September 20, 2020 - StettlerLocal.com
Sunday September 20th, Jim Long invited the public to his farm just northwest of Stettler to watch a demonstration of old time farming in celebration of Alberta Culture Days.
Spectators were not disappointed.
A horse-drawn wagon circled to and from the parking area and the main event location, allowing attendees to take advantage of a quick ride through the field.
Long turned the afternoon into one of learning, as he explained the processes of first cutting, and bundling the grain before piling it into stookes. Bundles are tossed into the hopper of the machine where it is then 'threshed' - a process of beating the grain until the seeds are separated from the husks and stalks.
Watching Long and his team of heavy horses, one couldn't help but appreciate the endless hours of physical labour that past generations undertook in order to sculpt this beautiful province into what we see today. Considering that farming equipment has evolved into an era of GPS-capable, self-driving, million dollar machines, it's obvious that today's farmers have it a lot easier than they did a century ago.
Observing Long's harvesting equipment in action was quite something to behold.
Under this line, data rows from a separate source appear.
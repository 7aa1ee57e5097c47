use super::types::{CallRequest, RpcBlock, RpcHeader, RpcReceipt, RpcTransaction};
use crate::error::ExplorerError;
use crate::models::{BlockRecord, ReceiptRecord, SyncStatus, TransactionRecord};
use alloy_primitives::{Address, Bytes, B256, U256, U64};
use async_trait::async_trait;
use futures::stream::{BoxStream, StreamExt};
use jsonrpsee::core::client::{ClientT, Subscription, SubscriptionClientT};
use jsonrpsee::core::params::ArrayParams;
use jsonrpsee::http_client::{HttpClient, HttpClientBuilder};
use jsonrpsee::rpc_params;
use jsonrpsee::ws_client::{WsClient, WsClientBuilder};
use log::{info, warn};
use serde::de::DeserializeOwned;
use std::fmt;
use std::sync::Arc;
use std::time::Duration;
use tokio::sync::Mutex;

pub type EventStream<T> = BoxStream<'static, Result<T, ExplorerError>>;

// Which block to fetch
#[derive(Debug, Clone, Copy, PartialEq, Eq)]
pub enum BlockId {
    Number(u64),
    Hash(B256),
    Latest,
}

impl fmt::Display for BlockId {
    fn fmt(&self, f: &mut fmt::Formatter<'_>) -> fmt::Result {
        match self {
            BlockId::Number(n) => write!(f, "block {}", n),
            BlockId::Hash(h) => write!(f, "block {}", h),
            BlockId::Latest => write!(f, "latest block"),
        }
    }
}

// A new block header notification
#[derive(Debug, Clone, Copy, PartialEq, Eq)]
pub struct HeadEvent {
    pub number: u64,
}

// The explorer's view of an Ethereum-compatible node. Every method is a single
// round-trip; `None` means the node answered but does not know the entity
#[async_trait]
pub trait NodeClient: Send + Sync {
    async fn block(&self, id: BlockId, full_transactions: bool) -> Result<Option<BlockRecord>, ExplorerError>;

    async fn block_number(&self) -> Result<u64, ExplorerError>;

    async fn transaction(&self, hash: B256) -> Result<Option<TransactionRecord>, ExplorerError>;

    async fn receipt(&self, hash: B256) -> Result<Option<ReceiptRecord>, ExplorerError>;

    // Current gas price in wei.
    async fn gas_price(&self) -> Result<U256, ExplorerError>;

    async fn peer_count(&self) -> Result<u64, ExplorerError>;

    async fn hashrate(&self) -> Result<u64, ExplorerError>;

    async fn is_mining(&self) -> Result<bool, ExplorerError>;

    async fn syncing(&self) -> Result<SyncStatus, ExplorerError>;

    async fn balance(&self, address: Address) -> Result<U256, ExplorerError>;

    async fn code(&self, address: Address) -> Result<Bytes, ExplorerError>;

    async fn transaction_count(&self, address: Address) -> Result<u64, ExplorerError>;

    // Read-only contract call against the latest state.
    async fn call(&self, to: Address, data: Bytes) -> Result<Bytes, ExplorerError>;

    // Push stream of new block headers. Dropping the stream releases the node-side subscription.
    async fn subscribe_new_heads(&self) -> Result<EventStream<HeadEvent>, ExplorerError>;

    // Push stream of pending transaction hashes. Dropping the stream releases the node-side subscription.
    async fn subscribe_pending_transactions(&self) -> Result<EventStream<B256>, ExplorerError>;
}

// NodeClient over JSON-RPC: HTTP for queries, WebSocket for subscriptions.
pub struct RpcNodeClient {
    http: HttpClient,
    ws_url: String,
    ws: Mutex<Option<Arc<WsClient>>>,
    timeout: Duration,
}

impl RpcNodeClient {
    pub fn new(http_url: &str, ws_url: &str, timeout: Duration) -> Result<Self, ExplorerError> {
        // Calls are bounded in `request`
        let http = HttpClientBuilder::default()
            .build(http_url)
            .map_err(|e| ExplorerError::Config(format!("invalid node URL {}: {}", http_url, e)))?;
        info!("Using node RPC at {} (subscriptions via {})", http_url, ws_url);
        Ok(RpcNodeClient { http, ws_url: ws_url.to_string(), ws: Mutex::new(None), timeout })
    }

    // Every call is bounded; a slow node is treated like an unreachable one
    async fn request<R>(&self, method: &str, params: ArrayParams) -> Result<R, ExplorerError>
    where
        R: DeserializeOwned,
    {
        match tokio::time::timeout(self.timeout, self.http.request(method, params)).await {
            Ok(result) => Ok(result?),
            Err(_) => Err(ExplorerError::Timeout(self.timeout)),
        }
    }

    // Reuses the live WebSocket connection, reconnecting if it dropped
    async fn ws_client(&self) -> Result<Arc<WsClient>, ExplorerError> {
        let mut guard = self.ws.lock().await;
        if let Some(client) = guard.as_ref() {
            if client.is_connected() {
                return Ok(client.clone());
            }
            warn!("Node WebSocket at {} disconnected, reconnecting", self.ws_url);
        }

        let connect = WsClientBuilder::default().request_timeout(self.timeout).build(&self.ws_url);
        let client = match tokio::time::timeout(self.timeout, connect).await {
            Ok(client) => Arc::new(client?),
            Err(_) => return Err(ExplorerError::Timeout(self.timeout)),
        };
        info!("Connected to node WebSocket at {}", self.ws_url);
        guard.replace(client.clone());
        Ok(client)
    }

    async fn subscribe<T>(&self, kind: &'static str) -> Result<EventStream<T>, ExplorerError>
    where
        T: DeserializeOwned + Send + 'static,
    {
        let client = self.ws_client().await?;
        let subscription: Subscription<T> =
            client.subscribe("eth_subscribe", rpc_params![kind], "eth_unsubscribe").await?;
        info!("Subscribed to {} on {}", kind, self.ws_url);
        Ok(subscription
            .map(|item| item.map_err(|e| ExplorerError::Decode(e.to_string())))
            .boxed())
    }
}

fn block_params(id: BlockId, full_transactions: bool) -> (&'static str, ArrayParams) {
    match id {
        BlockId::Number(n) => ("eth_getBlockByNumber", rpc_params![format!("0x{:x}", n), full_transactions]),
        BlockId::Latest => ("eth_getBlockByNumber", rpc_params!["latest", full_transactions]),
        BlockId::Hash(h) => ("eth_getBlockByHash", rpc_params![h, full_transactions]),
    }
}

#[async_trait]
impl NodeClient for RpcNodeClient {
    async fn block(&self, id: BlockId, full_transactions: bool) -> Result<Option<BlockRecord>, ExplorerError> {
        let (method, params) = block_params(id, full_transactions);
        let block: Option<RpcBlock> = self.request(method, params).await?;
        Ok(block.map(BlockRecord::from))
    }

    async fn block_number(&self) -> Result<u64, ExplorerError> {
        let number: U64 = self.request("eth_blockNumber", rpc_params![]).await?;
        Ok(number.to::<u64>())
    }

    async fn transaction(&self, hash: B256) -> Result<Option<TransactionRecord>, ExplorerError> {
        let tx: Option<RpcTransaction> = self.request("eth_getTransactionByHash", rpc_params![hash]).await?;
        Ok(tx.map(TransactionRecord::from))
    }

    async fn receipt(&self, hash: B256) -> Result<Option<ReceiptRecord>, ExplorerError> {
        let receipt: Option<RpcReceipt> = self.request("eth_getTransactionReceipt", rpc_params![hash]).await?;
        Ok(receipt.map(ReceiptRecord::from))
    }

    async fn gas_price(&self) -> Result<U256, ExplorerError> {
        self.request("eth_gasPrice", rpc_params![]).await
    }

    async fn peer_count(&self) -> Result<u64, ExplorerError> {
        let count: U64 = self.request("net_peerCount", rpc_params![]).await?;
        Ok(count.to::<u64>())
    }

    async fn hashrate(&self) -> Result<u64, ExplorerError> {
        let rate: U256 = self.request("eth_hashrate", rpc_params![]).await?;
        Ok(rate.saturating_to::<u64>())
    }

    async fn is_mining(&self) -> Result<bool, ExplorerError> {
        self.request("eth_mining", rpc_params![]).await
    }

    async fn syncing(&self) -> Result<SyncStatus, ExplorerError> {
        self.request("eth_syncing", rpc_params![]).await
    }

    async fn balance(&self, address: Address) -> Result<U256, ExplorerError> {
        self.request("eth_getBalance", rpc_params![address, "latest"]).await
    }

    async fn code(&self, address: Address) -> Result<Bytes, ExplorerError> {
        self.request("eth_getCode", rpc_params![address, "latest"]).await
    }

    async fn transaction_count(&self, address: Address) -> Result<u64, ExplorerError> {
        let count: U64 = self.request("eth_getTransactionCount", rpc_params![address, "latest"]).await?;
        Ok(count.to::<u64>())
    }

    async fn call(&self, to: Address, data: Bytes) -> Result<Bytes, ExplorerError> {
        self.request("eth_call", rpc_params![CallRequest { to, data }, "latest"]).await
    }

    async fn subscribe_new_heads(&self) -> Result<EventStream<HeadEvent>, ExplorerError> {
        let headers = self.subscribe::<RpcHeader>("newHeads").await?;
        Ok(headers
            .map(|item| item.map(|h| HeadEvent { number: h.number }))
            .boxed())
    }

    async fn subscribe_pending_transactions(&self) -> Result<EventStream<B256>, ExplorerError> {
        self.subscribe::<B256>("newPendingTransactions").await
    }
}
The racket of the old machines, the gentle, rhythmic pounding of horse hooves and the jingle of their harnesses, combined with the beautiful fall weather and smell of dried wheat in the air made for a surreal afternoon.
The wind was high so it was difficult to get good sound in our videos, but capturing the history and culture of our community is critical, and something we should never take for granted.
Thank you to Jim Long for the demonstration and for sharing Alberta's rich history.